§ WHAT THE TASK ASKS: In the entries below, how many lines contain the word "record"? State the number and nothing more.

§ MATERIAL SUPPLIED:

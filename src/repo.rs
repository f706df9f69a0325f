//! Remote shape store access.
//!
//! [`ShapeRepo`] is the only component that writes shape documents. It checks
//! the last known document state for foreign locks before writing, resolves
//! relative transforms per shape, validates every record before a batch is
//! submitted, and keeps the canvas metadata record current. All store calls
//! go through the retry policy.

use std::collections::HashSet;
use std::sync::Arc;

use shapesync_core::time::now_ms;
use shapesync_core::{
    CanvasId, CanvasMeta, LockFields, NewShape, Point, RelativeTransform, Shape, ShapeId, ShapePatch,
    SyncError, SyncResult, UserId,
};
use shapesync_store::{ShapeStore, ShapeSubscription, WriteOp};

use crate::retry::RetryPolicy;

/// Change applied to every shape of a batch update
#[derive(Debug, Clone, PartialEq)]
pub enum BatchChange {
    /// The same fields on every target
    Fields(ShapePatch),
    /// Move/rotate/scale relative to each target's current geometry
    Transform(RelativeTransform),
}

/// Injected handle to the shared shape set of one canvas. Cheap to clone.
#[derive(Clone)]
pub struct ShapeRepo {
    store: Arc<dyn ShapeStore>,
    canvas: CanvasId,
    retry: RetryPolicy,
}

impl std::fmt::Debug for ShapeRepo {
    fn fmt(&self, f: &mut std::fmt::Formatter<'_>) -> std::fmt::Result {
        f.debug_struct("ShapeRepo").field("canvas", &self.canvas).finish()
    }
}

impl ShapeRepo {
    pub fn new(store: Arc<dyn ShapeStore>, canvas: CanvasId, retry: RetryPolicy) -> Self {
        Self { store, canvas, retry }
    }

    pub fn canvas_id(&self) -> &CanvasId {
        &self.canvas
    }

    pub fn retry_policy(&self) -> &RetryPolicy {
        &self.retry
    }

    // --- Reads ---

    pub async fn get(&self, id: &ShapeId) -> SyncResult<Option<Shape>> {
        self.retry.run("get", || self.store.get(&self.canvas, id)).await
    }

    /// Current document, or `NotFound`
    pub async fn require(&self, id: &ShapeId) -> SyncResult<Shape> {
        self.get(id).await?.ok_or_else(|| SyncError::shape_not_found(id))
    }

    pub async fn list(&self) -> SyncResult<Vec<Shape>> {
        self.retry.run("list", || self.store.list(&self.canvas)).await
    }

    /// Shapes currently locked by `user`
    pub async fn locked_by(&self, user: &UserId) -> SyncResult<Vec<Shape>> {
        self.retry.run("locked_by", || self.store.locked_by(&self.canvas, user)).await
    }

    pub fn subscribe(&self) -> ShapeSubscription {
        self.store.subscribe(&self.canvas)
    }

    // --- Canvas metadata ---

    /// Create the canvas record on first access; returns the stored record
    pub async fn ensure_canvas(&self, by: &UserId) -> SyncResult<CanvasMeta> {
        if let Some(meta) = self.retry.run("canvas", || self.store.canvas(&self.canvas)).await? {
            return Ok(meta);
        }
        let meta = CanvasMeta::new(self.canvas.clone(), by.clone(), now_ms());
        let stored = self
            .retry
            .run("create_canvas", || self.store.create_canvas(meta.clone()))
            .await?;
        tracing::info!(canvas = %self.canvas, "Created canvas record");
        Ok(stored)
    }

    pub async fn canvas_meta(&self) -> SyncResult<Option<CanvasMeta>> {
        self.retry.run("canvas", || self.store.canvas(&self.canvas)).await
    }

    /// Best-effort metadata bump after a committed mutation
    async fn touch_canvas(&self, delta: i64) {
        let now = now_ms();
        if let Err(e) = self.store.touch_canvas(&self.canvas, delta, now).await {
            tracing::warn!(canvas = %self.canvas, error = %e, "Failed to update canvas metadata");
        }
    }

    async fn commit(&self, op_name: &str, ops: Vec<WriteOp>) -> SyncResult<()> {
        self.retry
            .run(op_name, || self.store.commit(&self.canvas, ops.clone()))
            .await
    }

    // --- Shape writes ---

    /// Create one shape; system fields are filled in here
    pub async fn create(&self, draft: NewShape, by: &UserId) -> SyncResult<Shape> {
        let mut shapes = self.batch_create(vec![draft], by).await?;
        shapes.pop().ok_or_else(|| SyncError::Serialization("empty create result".into()))
    }

    /// Create several shapes in one atomic batch
    pub async fn batch_create(&self, drafts: Vec<NewShape>, by: &UserId) -> SyncResult<Vec<Shape>> {
        let now = now_ms();
        let shapes: Vec<Shape> = drafts.into_iter().map(|d| Shape::create(d, by, now)).collect();
        // Validate everything up front so nothing is sent for a bad batch
        for shape in &shapes {
            shape.validate()?;
        }
        let ops = shapes.iter().cloned().map(WriteOp::Set).collect();
        self.commit("batch_create", ops).await?;
        self.touch_canvas(shapes.len() as i64).await;
        tracing::debug!(canvas = %self.canvas, count = shapes.len(), "Created shapes");
        Ok(shapes)
    }

    /// Apply a partial update, refusing shapes locked by another user
    pub async fn update(&self, id: &ShapeId, patch: &ShapePatch, by: &UserId) -> SyncResult<Shape> {
        let current = self.require(id).await?;
        ensure_not_locked_by_other(&current, by)?;
        let updated = current.patched(patch, by, now_ms())?;
        self.commit("update", vec![update_op(&updated, patch)?]).await?;
        self.touch_canvas(0).await;
        Ok(updated)
    }

    /// Update several shapes atomically. Transforms are resolved against each
    /// target's current geometry before anything is submitted.
    pub async fn batch_update(&self, ids: &[ShapeId], change: &BatchChange, by: &UserId) -> SyncResult<Vec<Shape>> {
        let now = now_ms();
        let mut updated = Vec::with_capacity(ids.len());
        let mut ops = Vec::with_capacity(ids.len());
        for id in ids {
            let current = self.require(id).await?;
            ensure_not_locked_by_other(&current, by)?;
            let patch = match change {
                BatchChange::Fields(patch) => patch.clone(),
                BatchChange::Transform(t) => current.transform_patch(t)?,
            };
            let shape = current.patched(&patch, by, now)?;
            ops.push(update_op(&shape, &patch)?);
            updated.push(shape);
        }
        self.commit("batch_update", ops).await?;
        self.touch_canvas(0).await;
        Ok(updated)
    }

    /// Delete a shape, refusing shapes locked by another user
    pub async fn delete(&self, id: &ShapeId, by: &UserId) -> SyncResult<()> {
        self.batch_delete(std::slice::from_ref(id), by).await
    }

    /// Delete several shapes atomically
    pub async fn batch_delete(&self, ids: &[ShapeId], by: &UserId) -> SyncResult<()> {
        let mut seen = HashSet::with_capacity(ids.len());
        let ids: Vec<&ShapeId> = ids.iter().filter(|id| seen.insert(*id)).collect();
        for id in &ids {
            let current = self.require(id).await?;
            ensure_not_locked_by_other(&current, by)?;
        }
        let ops = ids.iter().map(|id| WriteOp::Delete((*id).clone())).collect();
        self.commit("batch_delete", ops).await?;
        self.touch_canvas(-(ids.len() as i64)).await;
        tracing::debug!(canvas = %self.canvas, count = ids.len(), "Deleted shapes");
        Ok(())
    }

    // --- Lock writes (used by the lock manager and cleanup monitor) ---

    /// One atomic batch: unlock every shape in `release`, lock `target` for `user`
    pub async fn commit_lock_swap(&self, release: &[ShapeId], target: &ShapeId, user: &UserId) -> SyncResult<()> {
        let mut ops: Vec<WriteOp> = release
            .iter()
            .filter(|id| *id != target)
            .map(|id| WriteOp::Update {
                id: id.clone(),
                fields: LockFields::unlocked().to_fields(),
            })
            .collect();
        ops.push(WriteOp::Update {
            id: target.clone(),
            fields: LockFields::held_by(user.clone(), now_ms()).to_fields(),
        });
        self.commit("lock", ops).await
    }

    /// Unconditionally clear the lock fields of `id`
    pub async fn write_unlock(&self, id: &ShapeId) -> SyncResult<()> {
        let op = WriteOp::Update {
            id: id.clone(),
            fields: LockFields::unlocked().to_fields(),
        };
        self.commit("unlock", vec![op]).await
    }

    /// Move `shape` back to `position` and unlock it in the same batch
    pub async fn write_revert_and_unlock(&self, shape: &Shape, position: Point) -> SyncResult<()> {
        let mut fields = shape.move_to_patch(position).to_fields();
        fields.extend(LockFields::unlocked().to_fields());
        let op = WriteOp::Update {
            id: shape.id.clone(),
            fields,
        };
        self.commit("revert", vec![op]).await
    }
}

fn ensure_not_locked_by_other(shape: &Shape, by: &UserId) -> SyncResult<()> {
    match shape.lock_holder() {
        Some(holder) if holder != by => Err(SyncError::LockConflict {
            shape_id: shape.id.clone(),
            locked_by: holder.clone(),
        }),
        _ => Ok(()),
    }
}

/// Merge op carrying only the patched fields plus the audit bump
fn update_op(updated: &Shape, patch: &ShapePatch) -> SyncResult<WriteOp> {
    let mut fields = patch.to_fields();
    let record = updated.to_record()?;
    for key in ["lastModifiedBy", "lastModifiedAt"] {
        if let Some(value) = record.get(key) {
            fields.insert(key.to_string(), value.clone());
        }
    }
    Ok(WriteOp::Update {
        id: updated.id.clone(),
        fields,
    })
}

§ RESPONSE TO THIS EXERCISE: 6